They’ve been described as “a loose, decentralised group of like-minded computer users, who are almost impossible to track down”, a vigilante group born of the online gaming community determined to humiliate the corporate and government organisations they resent, not out of altruism but out of a malicious persecution complex, according to some, and according to others, an anarchic sense of fun. They have names like Anonymous and LulzSec (links between the two groups are disputed), they sometimes wear Guy Fawkes masks in public, and they are what happens when hacking tools are democratised.
For 50 days, the world watched as LulzSec, described as “a small group of between six and 10 people, with a clear leader (Sabu) and enforcer (Kayla), with a number of hangers-on”, claimed some of the highest profile websites in the world. First they attacked the Sony website, ostensibly as retribution for Sony’s attack on the jailbreak community. Then they went for Nintendo and a bunch of other gaming companies. The United States Senate website was next. But LulzSec was just getting started, showing up their victims' websites for their woefully inadequate security: they claimed the scalps of the CIA and the Serious Organised Crime Agency. Fox, the US TV show X Factor, and public broadcaster PBS were all victims. LulzSec took joy in their achievements, and so did some of us - their Twitter account has 260,000 followers.
Then it all began to unravel. An Essex teenager rumoured to have autism was arrested. A lone-wolf hacker called the Jester took down the Lulz website. The Guardian published the full chatroom logs. Finally, LulzSec announced it was to disband.

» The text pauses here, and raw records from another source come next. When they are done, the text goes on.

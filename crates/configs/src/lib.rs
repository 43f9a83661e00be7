use anyhow::Result;
use serde::Deserialize;
use anyhow::anyhow;

/// Sentinel `database.url` that keeps page content in process memory.
pub const MEMORY_URL: &str = "memory";

#[derive(Debug, Clone, Deserialize, Default)]
pub struct AppConfig {
    #[serde(default)]
    pub server: ServerConfig,
    #[serde(default)]
    pub database: DatabaseConfig,
    #[serde(default)]
    pub seed: SeedConfig,
}

#[derive(Debug, Clone, Deserialize)]
pub struct ServerConfig {
    pub host: String,
    pub port: u16,
    #[serde(default)]
    pub worker_threads: Option<usize>,
    #[serde(default = "default_frontend_dir")]
    pub frontend_dir: String,
}

impl Default for ServerConfig {
    fn default() -> Self {
        Self {
            host: "127.0.0.1".into(),
            port: 8080,
            worker_threads: Some(4),
            frontend_dir: default_frontend_dir(),
        }
    }
}

#[derive(Debug, Clone, Deserialize)]
pub struct DatabaseConfig {
    #[serde(default)]
    pub url: String,
    #[serde(default = "default_max_connections")]
    pub max_connections: u32,
    #[serde(default = "default_min_connections")]
    pub min_connections: u32,
    #[serde(default = "default_connect_timeout")]
    pub connect_timeout_secs: u64,
    #[serde(default = "default_idle_timeout")]
    pub idle_timeout_secs: u64,
    #[serde(default = "default_max_lifetime")]
    pub max_lifetime_secs: u64,
    #[serde(default = "default_acquire_timeout")]
    pub acquire_timeout_secs: u64,
    /// Upper bound for a single content-store call.
    #[serde(default = "default_storage_timeout")]
    pub storage_timeout_ms: u64,
    #[serde(default)]
    pub sqlx_logging: bool,
}

impl Default for DatabaseConfig {
    fn default() -> Self {
        Self {
            url: String::new(),
            max_connections: default_max_connections(),
            min_connections: default_min_connections(),
            connect_timeout_secs: default_connect_timeout(),
            idle_timeout_secs: default_idle_timeout(),
            max_lifetime_secs: default_max_lifetime(),
            acquire_timeout_secs: default_acquire_timeout(),
            storage_timeout_ms: default_storage_timeout(),
            sqlx_logging: false,
        }
    }
}

#[derive(Debug, Clone, Deserialize)]
pub struct SeedConfig {
    #[serde(default = "default_true")]
    pub enabled: bool,
}

impl Default for SeedConfig {
    fn default() -> Self { Self { enabled: true } }
}

fn default_frontend_dir() -> String { "frontend".into() }
fn default_max_connections() -> u32 { 10 }
fn default_min_connections() -> u32 { 2 }
fn default_connect_timeout() -> u64 { 30 }
fn default_idle_timeout() -> u64 { 600 }
fn default_max_lifetime() -> u64 { 3600 }
fn default_acquire_timeout() -> u64 { 30 }
fn default_storage_timeout() -> u64 { 5000 }
fn default_true() -> bool { true }

pub fn config_path() -> String {
    std::env::var("CONFIG_PATH").unwrap_or_else(|_| "config.toml".to_string())
}

pub fn load_from_file(path: &str) -> Result<AppConfig> {
    let content = std::fs::read_to_string(path)?;
    parse(&content)
}

pub fn parse(content: &str) -> Result<AppConfig> {
    let cfg: AppConfig = toml::from_str(content)?;
    Ok(cfg)
}

impl AppConfig {
    /// Config file if present, otherwise defaults filled from the environment.
    pub fn load_or_env() -> Result<Self> {
        Self::load_or_env_from(&config_path())
    }

    /// Only a missing file falls back to the environment; an unreadable or
    /// malformed file is an error.
    pub fn load_or_env_from(path: &str) -> Result<Self> {
        let mut cfg = match load_from_file(path) {
            Ok(cfg) => cfg,
            Err(e) if is_not_found(&e) => Self::from_env(),
            Err(e) => return Err(e.context(format!("failed to load {path}"))),
        };
        cfg.normalize_and_validate()?;
        Ok(cfg)
    }

    pub fn from_env() -> Self {
        let mut cfg = Self::default();
        if let Ok(host) = std::env::var("SERVER_HOST") {
            cfg.server.host = host;
        }
        if let Some(port) = std::env::var("SERVER_PORT").ok().and_then(|p| p.parse::<u16>().ok()) {
            cfg.server.port = port;
        }
        cfg.server.worker_threads = std::env::var("TOKIO_WORKER_THREADS")
            .ok()
            .and_then(|v| v.parse::<usize>().ok());
        cfg
    }

    pub fn normalize_and_validate(&mut self) -> Result<()> {
        self.server.normalize()?;
        self.database.normalize_from_env();
        self.database.validate()?;
        Ok(())
    }
}

fn is_not_found(e: &anyhow::Error) -> bool {
    e.downcast_ref::<std::io::Error>()
        .map(|io| io.kind() == std::io::ErrorKind::NotFound)
        .unwrap_or(false)
}

impl ServerConfig {
    fn normalize(&mut self) -> Result<()> {
        if self.host.trim().is_empty() {
            self.host = "127.0.0.1".to_string();
        }
        if self.port == 0 {
            return Err(anyhow!("server.port must be in 1..=65535"));
        }
        match self.worker_threads {
            Some(0) | None => self.worker_threads = Some(4),
            Some(_) => {}
        }
        Ok(())
    }

    pub fn bind_addr(&self) -> String {
        format!("{}:{}", self.host, self.port)
    }
}

impl DatabaseConfig {
    pub fn normalize_from_env(&mut self) {
        self.apply_env(std::env::var("DATABASE_URL").ok(), std::env::var("STORAGE").ok());
    }

    /// `STORAGE=memory` wins over any url; otherwise `DATABASE_URL` fills
    /// an empty url.
    fn apply_env(&mut self, database_url: Option<String>, storage: Option<String>) {
        if storage.is_some_and(|mode| mode.trim().eq_ignore_ascii_case(MEMORY_URL)) {
            self.url = MEMORY_URL.to_string();
            return;
        }
        if self.url.trim().is_empty() {
            if let Some(url) = database_url {
                self.url = url;
            }
        }
    }

    pub fn is_memory(&self) -> bool {
        self.url.trim().eq_ignore_ascii_case(MEMORY_URL)
    }

    pub fn validate(&self) -> Result<()> {
        if self.url.trim().is_empty() {
            return Err(anyhow!("database.url is empty; set it in config.toml or DATABASE_URL"));
        }
        if self.storage_timeout_ms == 0 {
            return Err(anyhow!("database.storage_timeout_ms must be positive"));
        }
        if self.is_memory() {
            return Ok(());
        }
        let lower = self.url.to_lowercase();
        if !(lower.starts_with("postgresql://") || lower.starts_with("postgres://")) {
            return Err(anyhow!("database.url must start with postgresql:// or postgres://"));
        }
        if self.min_connections == 0 {
            return Err(anyhow!("database.min_connections must be >= 1"));
        }
        if self.max_connections < self.min_connections {
            return Err(anyhow!("database.max_connections must be >= min_connections"));
        }
        if self.connect_timeout_secs == 0 || self.acquire_timeout_secs == 0 {
            return Err(anyhow!("database timeouts must be a positive number of seconds"));
        }
        Ok(())
    }
}

#[cfg(test)]
mod tests {
    use super::*;

    #[test]
    fn parses_minimal_file_with_defaults() {
        let cfg = parse(
            r#"
            [server]
            host = "0.0.0.0"
            port = 5000

            [database]
            url = "postgres://u:p@localhost/tradepro"
            "#,
        )
        .unwrap();
        assert_eq!(cfg.server.bind_addr(), "0.0.0.0:5000");
        assert_eq!(cfg.server.frontend_dir, "frontend");
        assert_eq!(cfg.database.max_connections, 10);
        assert_eq!(cfg.database.storage_timeout_ms, 5000);
        assert!(cfg.seed.enabled);
    }

    #[test]
    fn memory_url_skips_postgres_checks() {
        let mut cfg = AppConfig::default();
        cfg.database.url = "memory".into();
        cfg.database.min_connections = 0;
        assert!(cfg.normalize_and_validate().is_ok());
        assert!(cfg.database.is_memory());
    }

    #[test]
    fn rejects_non_postgres_url() {
        let mut cfg = AppConfig::default();
        cfg.database.url = "mysql://localhost/db".into();
        assert!(cfg.normalize_and_validate().is_err());
    }

    #[test]
    fn rejects_inverted_pool_bounds() {
        let mut db = DatabaseConfig { url: "postgres://localhost/db".into(), ..Default::default() };
        db.min_connections = 5;
        db.max_connections = 2;
        assert!(db.validate().is_err());
    }

    #[test]
    fn zero_port_is_invalid() {
        let mut cfg = AppConfig::default();
        cfg.server.port = 0;
        cfg.database.url = "memory".into();
        assert!(cfg.normalize_and_validate().is_err());
    }

    #[test]
    fn zero_worker_threads_normalizes() {
        let mut cfg = AppConfig::default();
        cfg.server.worker_threads = Some(0);
        cfg.database.url = "memory".into();
        cfg.normalize_and_validate().unwrap();
        assert_eq!(cfg.server.worker_threads, Some(4));
    }

    fn write_temp_config(name: &str, body: &str) -> std::path::PathBuf {
        let path = std::env::temp_dir().join(format!("tradepro-{}-{name}.toml", std::process::id()));
        std::fs::write(&path, body).unwrap();
        path
    }

    #[test]
    fn malformed_file_is_an_error_not_a_fallback() {
        let path = write_temp_config("malformed", "[server]\nhost = \"0.0.0.0\"\nport = \"5000\"\n");
        let res = AppConfig::load_or_env_from(path.to_str().unwrap());
        std::fs::remove_file(&path).ok();
        let err = res.unwrap_err();
        assert!(err.to_string().contains("failed to load"), "{err:#}");
    }

    #[test]
    fn readable_file_is_used() {
        let path = write_temp_config(
            "valid",
            "[server]\nhost = \"0.0.0.0\"\nport = 5001\n\n[database]\nurl = \"memory\"\n",
        );
        let res = AppConfig::load_or_env_from(path.to_str().unwrap());
        std::fs::remove_file(&path).ok();
        let cfg = res.unwrap();
        assert_eq!(cfg.server.port, 5001);
        assert!(cfg.database.is_memory());
    }

    #[test]
    fn only_missing_file_counts_as_not_found() {
        let missing = load_from_file("/nonexistent/tradepro/config.toml").unwrap_err();
        assert!(is_not_found(&missing));
        let malformed = parse("port = = 1").unwrap_err();
        assert!(!is_not_found(&malformed));
    }

    #[test]
    fn storage_memory_overrides_file_url() {
        let mut db = DatabaseConfig { url: "postgres://localhost/db".into(), ..Default::default() };
        db.apply_env(None, Some("Memory".into()));
        assert!(db.is_memory());
    }

    #[test]
    fn database_url_fills_only_an_empty_url() {
        let mut db = DatabaseConfig::default();
        db.apply_env(Some("postgres://env/db".into()), None);
        assert_eq!(db.url, "postgres://env/db");

        let mut db = DatabaseConfig { url: "postgres://file/db".into(), ..Default::default() };
        db.apply_env(Some("postgres://env/db".into()), Some("postgres".into()));
        assert_eq!(db.url, "postgres://file/db");
    }
}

Is this what William Gibson termed, 15 years ago in his novel Idoru, otaku culture? According to Gibson, the otaku is “the passionate obsessive, the information age’s embodiment of the connoisseur, more concerned with the accumulation of data than of objects […] Understanding otaku-hood, I think, is one of the keys to understanding the culture of the web. There is something profoundly post-national about it, extra-geographic. We are all curators, in the post-modern world, whether we want to be or not.”